My husband Daniel is a freelance technology expert and writer and works from home. And I, fortunately, work for a company that has a great understanding for parents in situations like this and also work a type of job, public/media relations, which enables me to do all that I need to from my home computer and phone.
Together, Daniel and I tag team to care for our daughter Sarah on days when she's home sick. We work around each others deadlines and work assignments to make the most of the situation.
Any parent knows, nothing is etched in stone no matter how hard we try to plan. We need to be flexible as best as possible. Thankfully, with our employers, their understanding is valuable in these unexpected and unfortunate situations.
To add to this, I have previously written posts on this site about kids and television watching and believe that children should be limited to how much television they are exposed to. However, on sick days, this theory for us goes out the window.

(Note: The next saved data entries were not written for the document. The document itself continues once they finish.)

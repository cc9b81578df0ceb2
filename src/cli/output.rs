//! Shared CLI output helpers.
//!
//! Color scheme (respects NO_COLOR):
//! - Red: errors
//! - Cyan: hints
//! - Bold: headers, values
//! - Dimmed: labels
//!
//! Diagnostics go to stderr so stdout stays machine-readable.

use console::style;
use std::fmt::Display;

const LABEL_WIDTH: usize = 10;

/// Check if color output is disabled via NO_COLOR env var.
fn colors_enabled() -> bool {
    std::env::var("NO_COLOR").is_err()
}

/// Print an error message to stderr (red).
///
/// Example: `✗ configuration missing: DATABASE_URL`
pub fn error(msg: &str) {
    if colors_enabled() {
        eprintln!("{} {}", style("✗").red(), msg);
    } else {
        eprintln!("✗ {}", msg);
    }
}

/// Print a hint message to stderr (cyan).
///
/// Example: `→ pass -c stage=<stage>`
pub fn hint(msg: &str) {
    if colors_enabled() {
        eprintln!("{} {}", style("→").cyan(), style(msg).cyan());
    } else {
        eprintln!("→ {}", msg);
    }
}

/// Print a bold section header.
pub fn header(title: &str) {
    if colors_enabled() {
        println!("{}", style(title).bold());
    } else {
        println!("{}", title);
    }
}

/// Print a key-value pair (label dimmed, value bold).
///
/// Example: `  region     eu-central-1`
pub fn kv(label: &str, value: impl Display) {
    let label = format!("{:<width$}", label, width = LABEL_WIDTH);
    if colors_enabled() {
        println!("  {} {}", style(label).dim(), style(value).bold());
    } else {
        println!("  {} {}", label, value);
    }
}
//! Secret store backends.
//!
//! A store turns an opaque secret identifier into the raw secret string. It
//! knows nothing about caching or parsing; [`SecretResolver`] handles both.
//!
//! ## Adding a New Store Backend
//!
//! 1. Implement the `SecretStore` trait
//! 2. Add the implementation in a new file (e.g., `vault.rs`, `gcp.rs`)
//! 3. Feature-gate it if it pulls in a cloud SDK
//! 4. Select it in `backend::default_backend`
//!
//! ## Example
//!
//! ```ignore
//! #[derive(Debug)]
//! struct Vault { /* ... */ }
//!
//! #[async_trait]
//! impl SecretStore for Vault {
//!     async fn fetch(&self, secret_id: &str) -> Result<Option<String>> {
//!         // Read from vault
//!     }
//!     fn name(&self) -> &'static str {
//!         "vault"
//!     }
//! }
//! ```
//!
//! [`SecretResolver`]: crate::core::resolver::SecretResolver

use async_trait::async_trait;

use crate::error::Result;

mod backend;

#[cfg(feature = "aws")]
pub mod aws;

pub use backend::default_backend;

/// Remote secret store.
#[async_trait]
pub trait SecretStore: Send + Sync + std::fmt::Debug {
    /// Fetch the secret string stored under `secret_id`.
    ///
    /// # Returns
    ///
    /// `Ok(None)` when the store answered but carried no payload.
    ///
    /// # Errors
    ///
    /// Returns `SecretError::Store` on transport or service failures.
    async fn fetch(&self, secret_id: &str) -> Result<Option<String>>;

    /// Backend name for logs.
    fn name(&self) -> &'static str;
}

/// Normalise a raw payload: blank strings count as absent.
pub(crate) fn non_empty(payload: Option<&str>) -> Option<String> {
    payload
        .filter(|value| !value.trim().is_empty())
        .map(str::to_string)
}
//! Url command.
//!
//! Resolves the database connection string the same way the API does at
//! cold start and prints it to stdout.

use std::sync::Arc;

use tracing::debug;

use crate::cli::UrlArgs;
use crate::core::config::{ExecutionMode, ResolverConfig};
use crate::core::constants;
use crate::core::resolver::SecretResolver;
use crate::core::store;
use crate::error::Result;

/// Resolve and print the connection string.
pub fn execute(args: UrlArgs) -> Result<()> {
    let config = resolver_config(&args, |name| std::env::var(name).ok());
    debug!(mode = %config.mode, "resolving connection string");

    let rt = tokio::runtime::Builder::new_current_thread()
        .enable_all()
        .build()?;

    let url = rt.block_on(async {
        let resolver = build_resolver(config).await?;
        resolver.resolve().await
    })?;

    if args.redact {
        println!("{}", url.redacted());
    } else {
        println!("{}", url);
    }
    Ok(())
}

/// Layer explicit flags over `env` and hand the result to
/// [`ResolverConfig::from_lookup`], so flags and variables share its rules.
fn resolver_config<F>(args: &UrlArgs, env: F) -> ResolverConfig
where
    F: Fn(&str) -> Option<String>,
{
    ResolverConfig::from_lookup(|name| {
        let flag = match name {
            constants::MODE_ENV => args.mode.clone(),
            constants::DATABASE_URL_ENV => args.local_url.clone(),
            constants::SECRET_ID_ENV => args.secret_id.clone(),
            constants::REGION_ENV => args.region.clone(),
            constants::TIMEOUT_ENV => args.timeout.map(|secs| secs.to_string()),
            _ => None,
        };
        flag.or_else(|| env(name))
    })
}

/// Only deployed mode with a secret identifier needs a store; everything
/// else is answered (or rejected) without one.
async fn build_resolver(config: ResolverConfig) -> Result<SecretResolver> {
    if config.mode == ExecutionMode::Deployed && config.secret_id.is_some() {
        let backend = store::default_backend(&config).await?;
        Ok(SecretResolver::new(config, Arc::from(backend)))
    } else {
        Ok(SecretResolver::local(config))
    }
}
//! Environment-variable loading for [`Config`].
//!
//! Plain `std::env::var` parsing with typed defaults, in the teacher's own
//! style of reading configuration without a dedicated env-parsing crate.

use std::path::PathBuf;
use std::time::Duration;

use anyhow::Result;

use super::types::{Config, DatabaseConfig, EmbeddingProviderKind};

fn var(key: &str) -> Option<String> {
    std::env::var(key).ok().filter(|v| !v.is_empty())
}

fn parse_var<T: std::str::FromStr>(key: &str, default: T) -> Result<T>
where
    T::Err: std::fmt::Display,
{
    match var(key) {
        None => Ok(default),
        Some(raw) => raw
            .parse()
            .map_err(|e| anyhow::anyhow!("invalid value for {key} ('{raw}'): {e}")),
    }
}

fn parse_bool(key: &str, default: bool) -> Result<bool> {
    match var(key) {
        None => Ok(default),
        Some(raw) => match raw.to_lowercase().as_str() {
            "1" | "true" | "yes" | "on" => Ok(true),
            "0" | "false" | "no" | "off" => Ok(false),
            other => Err(anyhow::anyhow!("invalid boolean for {key}: '{other}'")),
        },
    }
}

impl Config {
    /// Load configuration from environment variables, falling back to the
    /// defaults in [`Config::default`] for anything unset.
    ///
    /// # Errors
    /// Returns an error if a value is present but fails to parse, or if a
    /// required database parameter is missing.
    pub fn from_env() -> Result<Self> {
        let defaults = Self::default();

        let database = DatabaseConfig {
            host: var("DOCS_INGEST_DB_HOST").unwrap_or(defaults.database.host),
            port: parse_var("DOCS_INGEST_DB_PORT", defaults.database.port)?,
            database: var("DOCS_INGEST_DB_NAME").unwrap_or(defaults.database.database),
            user: var("DOCS_INGEST_DB_USER").unwrap_or(defaults.database.user),
            password: var("DOCS_INGEST_DB_PASSWORD").unwrap_or(defaults.database.password),
            max_connections: parse_var(
                "DOCS_INGEST_DB_MAX_CONNECTIONS",
                defaults.database.max_connections,
            )?,
        };

        let embedding_provider = match var("EMBEDDING_PROVIDER") {
            None => defaults.embedding_provider,
            Some(raw) => raw.parse::<EmbeddingProviderKind>()?,
        };

        Ok(Self {
            worker_batch_size: parse_var("WORKER_BATCH_SIZE", defaults.worker_batch_size)?,
            crawler_dual_crawl_enabled: parse_bool(
                "CRAWLER_DUAL_CRAWL_ENABLED",
                defaults.crawler_dual_crawl_enabled,
            )?,
            crawler_delay_before_return: Duration::from_secs(parse_var(
                "CRAWLER_DELAY_BEFORE_RETURN",
                defaults.crawler_delay_before_return.as_secs(),
            )?),
            crawler_page_timeout: Duration::from_millis(parse_var(
                "CRAWLER_PAGE_TIMEOUT",
                defaults.crawler_page_timeout.as_millis() as u64,
            )?),
            storage_check_interval: defaults.storage_check_interval,
            no_urls_sleep_interval: defaults.no_urls_sleep_interval,
            url_check_interval: defaults.url_check_interval,
            allowed_url_prefix: var("ALLOWED_URL_PREFIX").unwrap_or(defaults.allowed_url_prefix),
            target_url: var("TARGET_URL").unwrap_or(defaults.target_url),
            main_content_selector: var("MAIN_CONTENT_SELECTOR").map(Some).unwrap_or(defaults.main_content_selector),

            content_fetch_size: parse_var("CONTENT_FETCH_SIZE", defaults.content_fetch_size)?,
            storage_threshold: parse_var("STORAGE_THRESHOLD", defaults.storage_threshold)?,
            min_chunk_length: defaults.min_chunk_length,
            buffer_check_interval: defaults.buffer_check_interval,
            no_content_sleep_interval: defaults.no_content_sleep_interval,
            bisection_max_depth: defaults.bisection_max_depth,

            enable_crawler: parse_bool("ENABLE_CRAWLER", defaults.enable_crawler)?,
            enable_processor: parse_bool("ENABLE_PROCESSOR", defaults.enable_processor)?,

            embedding_provider,
            embedding_dimension: defaults.embedding_dimension,
            embedding_endpoint: var("EMBEDDING_ENDPOINT").unwrap_or(defaults.embedding_endpoint),
            credentials_file: var("EMBEDDING_CREDENTIALS_FILE").map(PathBuf::from),

            fetch_pool_size: parse_var("FETCH_POOL_SIZE", defaults.fetch_pool_size)?,
            fetch_max_retries: defaults.fetch_max_retries,
            headless: parse_bool("CRAWLER_HEADLESS", defaults.headless)?,

            database,
        })
    }
}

Yep. I admit to the fact that on sick days Sarah gets a whole lot more television watching than usual especially when work and clients needs must be addressed and assignments completed. Fortunately, I can work early in the morning, late at night or by her bedside on my laptop, if necessary, to get what needs to get done.
While television has become a necessary evil I have also realized something else too that's interesting and helpful. If you were to see Sarah when she is sick (e.g., cold, fever) you would never know it outside of symptoms of coughing, temperature spikes or appetite loss. She is often one of the happiest and most active sick kids you will ever see. Therefore, she doesn't rest much on days when she is sick. Sometimes, sitting her in front of the television on these sick days almost gives her the rest she wouldn't otherwise get that her body needs but her mind tells her otherwise.
It's just not worth beating myself up as a parent for voluntarily exposing Sarah to too much television on days when she is home ill and Daniel and I have to work. On these days too, when I am working from home Sarah wants to spend even more time with me and television helps to ease her frustration by comforting her when my attention needs to be elsewhere.
Thanks to my employer and the clients my husband represents for enabling us to care for our child when she is ill.
As parents, sometimes we have to do what we have to do to comfort our kids. And, since money doesn't grow on trees, and we need to make a living to provide for our families, a bit more television than usual hopefully will not change things too much in these infrequent situations and not impact her development. Instead, hopefully it will provide our sick little ones the rest and comfort they need and require while they recuperate.